//! External packages, builtins and type-declaration companions.

use crate::helpers::attr_assertions::*;
use crate::helpers::workspace::Workspace;
use jsdep::{DependencyTables, JsConfig, UnitKind};
use rstest::rstest;

fn tables() -> DependencyTables {
    DependencyTables::new()
        .with_dependency("lodash", "@npm//")
        .with_dependency("react", "@npm//")
        .with_dependency("@babel/core", "@npm//")
        .with_dev_dependency("typescript", "@npm//")
        .with_dev_dependency("prettier", "@npm//")
        .with_dev_dependency("@types/react", "@npm//")
        .with_dev_dependency("@types/babel__core", "@npm//")
        .with_dev_dependency("@types/node", "@npm//")
}

fn workspace(config: JsConfig) -> Workspace {
    Workspace::new(config.with_deps(tables()))
        .with_unit("app", "typed", UnitKind::TypedModule, &["main.ts"])
        .with_unit("app", "plain", UnitKind::Module, &["main.js"])
}

#[test]
fn test_runtime_dependency_is_in_deps_and_data() {
    let (unit, result) = workspace(JsConfig::new()).resolve("app", "plain", &["lodash"]);
    assert_resolved(result);

    assert_eq!(deps(&unit), vec!["@npm//lodash"]);
    assert_eq!(data(&unit), vec!["@npm//lodash"]);
}

#[test]
fn test_subpath_import_uses_package_root() {
    let (unit, result) = workspace(JsConfig::new()).resolve("app", "plain", &["lodash/fp/map"]);
    assert_resolved(result);

    assert_eq!(deps(&unit), vec!["@npm//lodash"]);
}

#[rstest]
#[case("typescript")]
#[case("prettier/standalone")]
fn test_dev_dependency_never_reaches_data(#[case] import: &str) {
    for kind_unit in ["typed", "plain"] {
        let (unit, result) =
            workspace(JsConfig::new()).resolve("app", kind_unit, &[import, "lodash"]);
        assert_resolved(result);

        let dev_label = format!("@npm//{}", import.split('/').next().unwrap());
        assert!(deps(&unit).contains(&dev_label.as_str()));
        assert!(!data(&unit).contains(&dev_label.as_str()));
    }
}

#[test]
fn test_undeclared_scoped_package_uses_default_label() {
    let config = JsConfig::new().with_default_npm_label("@deps//");
    let (unit, result) = workspace(config).resolve("app", "plain", &["@acme/ui/button"]);
    assert_resolved(result);

    assert_eq!(deps(&unit), vec!["@deps//@acme/ui"]);
    assert_eq!(data(&unit), vec!["@deps//@acme/ui"]);
}

#[test]
fn test_undeclared_types_package_has_no_fallback() {
    let config = JsConfig::new().with_quiet(true);
    let (unit, result) = workspace(config).resolve("app", "typed", &["@types/lodash"]);
    assert_resolved(result);

    assert_eq!(unit.attr("deps"), None);
    assert_eq!(unit.attr("data"), None);
}

// =============================================================================
// BUILTINS
// =============================================================================

#[rstest]
#[case("fs")]
#[case("fs/promises")]
#[case("node:test")]
#[case("events")]
fn test_builtin_in_typed_module_adds_node_types(#[case] import: &str) {
    let (unit, result) = workspace(JsConfig::new()).resolve("app", "typed", &[import]);
    assert_resolved(result);

    assert_eq!(deps(&unit), vec!["@npm//@types/node"]);
    assert!(data(&unit).is_empty());
}

#[test]
fn test_declared_polyfill_subpaths_keep_their_edge() {
    let tables = DependencyTables::new()
        .with_dependency("process", "@npm//")
        .with_dependency("buffer", "@npm//");
    let ws = Workspace::new(JsConfig::new().with_deps(tables))
        .with_unit("app", "plain", UnitKind::Module, &["main.js"]);

    let (unit, result) = ws.resolve("app", "plain", &["process/browser", "buffer/", "fs/promises"]);
    let report = assert_resolved(result);

    assert_eq!(deps(&unit), vec!["@npm//buffer", "@npm//process"]);
    assert_eq!(data(&unit), vec!["@npm//buffer", "@npm//process"]);
    assert!(report.diagnostics.is_empty());
}

#[test]
fn test_builtin_in_untyped_module_adds_nothing() {
    let (unit, result) = workspace(JsConfig::new()).resolve("app", "plain", &["path", "node:url"]);
    let report = assert_resolved(result);

    assert_eq!(unit.attr("deps"), None);
    assert_eq!(unit.attr("data"), None);
    assert!(report.diagnostics.is_empty());
}

// =============================================================================
// TYPE COMPANIONS
// =============================================================================

#[test]
fn test_typed_module_gets_declared_companion() {
    let (unit, result) = workspace(JsConfig::new()).resolve("app", "typed", &["react", "lodash"]);
    assert_resolved(result);

    // @types/lodash is not declared, so lodash gets no companion
    assert_eq!(
        deps(&unit),
        vec!["@npm//@types/react", "@npm//lodash", "@npm//react"]
    );
    assert_eq!(data(&unit), vec!["@npm//lodash", "@npm//react"]);
}

#[test]
fn test_scoped_package_companion_name() {
    let (unit, result) = workspace(JsConfig::new()).resolve("app", "typed", &["@babel/core"]);
    assert_resolved(result);

    assert_eq!(deps(&unit), vec!["@npm//@babel/core", "@npm//@types/babel__core"]);
}

#[test]
fn test_companions_disabled() {
    let config = JsConfig::new().with_lookup_types(false);
    let (unit, result) = workspace(config).resolve("app", "typed", &["react", "fs"]);
    assert_resolved(result);

    assert_eq!(deps(&unit), vec!["@npm//react"]);
}

#[test]
fn test_untyped_module_gets_no_companion() {
    let (unit, result) = workspace(JsConfig::new()).resolve("app", "plain", &["react"]);
    assert_resolved(result);

    assert_eq!(deps(&unit), vec!["@npm//react"]);
}

// =============================================================================
// SCOPED CONFIGURATION
// =============================================================================

#[test]
fn test_nested_scope_uses_its_own_tables() {
    let scoped = JsConfig::new().with_deps(DependencyTables::new().with_dependency("vue", "@web_npm//"));
    let ws = workspace(JsConfig::new())
        .with_scope("web", scoped)
        .with_unit("web/src", "app", UnitKind::Module, &["app.js"]);

    let (unit, result) = ws.resolve("web/src", "app", &["vue"]);
    assert_resolved(result);
    assert_eq!(deps(&unit), vec!["@web_npm//vue"]);

    // the root tables no longer apply under the nested scope
    let (_, result) = ws.resolve("app", "plain", &["vue"]);
    let report = assert_resolved(result);
    assert_eq!(report.diagnostics.len(), 1);
}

* * * * * * * * *

> [Instructions for the task] Each line of the entries above that contains "acme" is to be copied.

> [Written response]
    let (unit, result) = workspace(config).resolve("app", "plain", &["@acme/ui/button"]);
    assert_eq!(deps(&unit), vec!["@deps//@acme/ui"]);
    assert_eq!(data(&unit), vec!["@deps//@acme/ui"]);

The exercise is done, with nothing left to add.